Kale doesn't exactly sound very fun or exciting. I promise though, it is far from a dud. It tastes super great if given the chance. One just needs the right recipe to make this veggie a winner. It has zero fat! Low calories! And contains fiber! Kale is the hat trick you didn't see coming! This plant based source of calcium is excellent for our bone health. It has magnesium, calcium and potassium which are minerals many of our diets need but gets left out. This is an absolutely delicious, warm and healthful way to shake down the winter chill while waiting for spring training to begin. Go Kale!
What You'll Need:
- 5 medium to large sized potatoes peeled and cubed
- 1 1/2 red peppers diced
- 1 bunch of kale rinsed and torn (I just use the leaves and tear away from stem)
- 1 medium to large yellow onion diced
- 1 head of garlic cloves roasted (Directions for roasting below)

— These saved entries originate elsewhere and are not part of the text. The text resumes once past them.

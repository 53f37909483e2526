// crates/tracevault-store-sqlite/src/trim.rs
// ============================================================================
// Module: Retention Trimmer
// Description: Bounded-size enforcement over the recorded entry stream.
// Purpose: Drop the oldest entries and their dependents past a keep target.
// Dependencies: tracevault-core, rusqlite
// ============================================================================

//! ## Overview
//! Age is the insertion sequence: entry identifiers are allocated
//! monotonically and never reused, so "oldest" is simply "smallest
//! identifier". A trim pass finds the smallest identifier that survives,
//! then deletes every entry below it together with its variables, stack
//! frames, and trace-key rows in one transaction. Interned rows such as
//! processes, trace points, and names are never trimmed; they stay valid
//! targets for future entries.

// ============================================================================
// SECTION: Imports
// ============================================================================

use rusqlite::params;
use tracevault_core::StoreError;
use tracevault_core::TraceReader;

use crate::store::Store;
use crate::transaction::TransactionScope;

// ============================================================================
// SECTION: Trim Pass
// ============================================================================

/// Finds the smallest entry identifier that survives a trim to `keep`.
///
/// Returns `None` when no row needs to go: the store already holds at most
/// `keep` entries, or it is empty.
fn cutoff_id(scope: &TransactionScope<'_>, keep: u64) -> Result<Option<i64>, StoreError> {
    if keep == 0 {
        let newest: Option<i64> = scope.query_row_optional(
            "SELECT id FROM trace_entry ORDER BY id DESC LIMIT 1",
            params![],
            |row| row.get(0),
        )?;
        return Ok(newest.map(|id| id.saturating_add(1)));
    }
    let Ok(offset) = i64::try_from(keep - 1) else {
        return Ok(None);
    };
    scope.query_row_optional(
        "SELECT id FROM trace_entry ORDER BY id DESC LIMIT 1 OFFSET ?1",
        params![offset],
        |row| row.get(0),
    )
}

/// Deletes every entry below `cutoff` together with its dependents.
fn delete_below(scope: &TransactionScope<'_>, cutoff: i64) -> Result<u64, StoreError> {
    scope.execute("DELETE FROM variable WHERE trace_entry_id < ?1", params![cutoff])?;
    scope.execute("DELETE FROM stackframe WHERE trace_entry_id < ?1", params![cutoff])?;
    scope.execute("DELETE FROM entry_trace_key WHERE trace_entry_id < ?1", params![cutoff])?;
    let removed = scope.execute("DELETE FROM trace_entry WHERE id < ?1", params![cutoff])?;
    Ok(u64::try_from(removed).unwrap_or(u64::MAX))
}

/// One full trim pass inside an open transaction scope.
fn trim_pass(scope: &TransactionScope<'_>, keep: u64) -> Result<u64, StoreError> {
    let Some(cutoff) = cutoff_id(scope, keep)? else {
        return Ok(0);
    };
    delete_below(scope, cutoff)
}

// ============================================================================
// SECTION: Store Operations
// ============================================================================

impl Store {
    /// Trims the store down to at most `keep` newest entries.
    ///
    /// Returns the number of entries removed. A store already at or below
    /// `keep` is left untouched and reports zero. Process rows and shutdown
    /// markers survive trimming.
    ///
    /// # Errors
    ///
    /// Returns [`StoreError::Transaction`] when the pass fails; no rows are
    /// removed in that case.
    pub fn trim_to(&mut self, keep: u64) -> Result<u64, StoreError> {
        let removed = self.with_transaction(|scope| trim_pass(scope, keep))?;
        self.stats_mut().record_trim(removed);
        Ok(removed)
    }

    /// Trims to the configured soft limit when the hard limit is exceeded.
    ///
    /// Returns the number of entries removed, zero when the retention policy
    /// did not trigger.
    ///
    /// # Errors
    ///
    /// Returns [`StoreError`] when counting or trimming fails.
    pub fn enforce_retention(&mut self) -> Result<u64, StoreError> {
        let count = self.entry_count()?;
        let policy = self.config().retention;
        if !policy.wants_trim(count) {
            return Ok(0);
        }
        self.trim_to(policy.target())
    }
}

- 1/2 cup fresh grated Parmesan plus some extra for sprinkling over the top of soup when serving
- 4 to 5 cups of vegetable broth or chicken broth - I used vegetable broth!
- 1 cup of milk
- 1 cup of yogurt plain of Greek
- 2 tablespoons olive oil
- 1 tablespoon of crushed red pepper flakes
- Salt and pepper to taste
How To Make It:
- Chop off the top of the garlic and set inside foil. Top it with a little olive oil and seal tightly with foil baking at 350 degrees for 30 minutes. Cool a minute then pop the cloves out of their shells and mash them with a spoon in a bowl and set aside
- To a large pot add the olive oil over medium heat and add and stir in the roasted garlic, onion and diced red pepper cooking til all the vegetables begin to soften and onion and garlic begin to change color
- Add potatoes and broth to the pot and turn temperature to high to get to a boil. Once boiling starts turn down to medium and cover with tight lid and continue boiling til potatoes are fork tender but not falling apart about 20 minutes.
- Using a potato masher; mash the potatoes just enough to add thickness to the soup but not completely mashing all of the potatoes.
- Then add the milk, grated Parmesan and Kale and continue cooking over medium heat for a few minutes longer.
- Turn heat off and stir in the yogurt, crushed red pepper flakes, salt and pepper to your liking. Serve with a little tablespoon of Parmesan on top and enjoy!!!